◆ **ABOUT THIS EXERCISE**:
State how many lines in the listing below contain the word "await", with no other words.

◆ **SUPPLIED MATERIAL**:
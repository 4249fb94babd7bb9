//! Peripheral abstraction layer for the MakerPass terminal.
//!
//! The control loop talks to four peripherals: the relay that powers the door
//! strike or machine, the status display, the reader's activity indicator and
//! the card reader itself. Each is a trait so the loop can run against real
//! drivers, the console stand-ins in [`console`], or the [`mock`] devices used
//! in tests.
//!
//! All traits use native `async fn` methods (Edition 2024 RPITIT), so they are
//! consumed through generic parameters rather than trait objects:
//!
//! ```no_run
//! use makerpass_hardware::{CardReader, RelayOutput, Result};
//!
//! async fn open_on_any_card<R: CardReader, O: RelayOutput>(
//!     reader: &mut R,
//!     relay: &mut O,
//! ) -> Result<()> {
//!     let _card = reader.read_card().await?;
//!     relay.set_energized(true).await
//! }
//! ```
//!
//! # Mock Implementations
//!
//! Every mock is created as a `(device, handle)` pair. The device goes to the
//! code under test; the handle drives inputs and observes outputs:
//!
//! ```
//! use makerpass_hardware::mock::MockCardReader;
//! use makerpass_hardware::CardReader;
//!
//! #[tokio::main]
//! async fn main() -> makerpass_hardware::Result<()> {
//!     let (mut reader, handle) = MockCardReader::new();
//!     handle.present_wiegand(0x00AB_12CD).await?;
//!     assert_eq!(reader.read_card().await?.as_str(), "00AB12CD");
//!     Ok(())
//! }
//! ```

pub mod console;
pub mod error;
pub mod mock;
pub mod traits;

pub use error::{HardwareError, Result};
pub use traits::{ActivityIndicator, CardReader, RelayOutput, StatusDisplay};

◆ **RESPONSE BELOW**:
4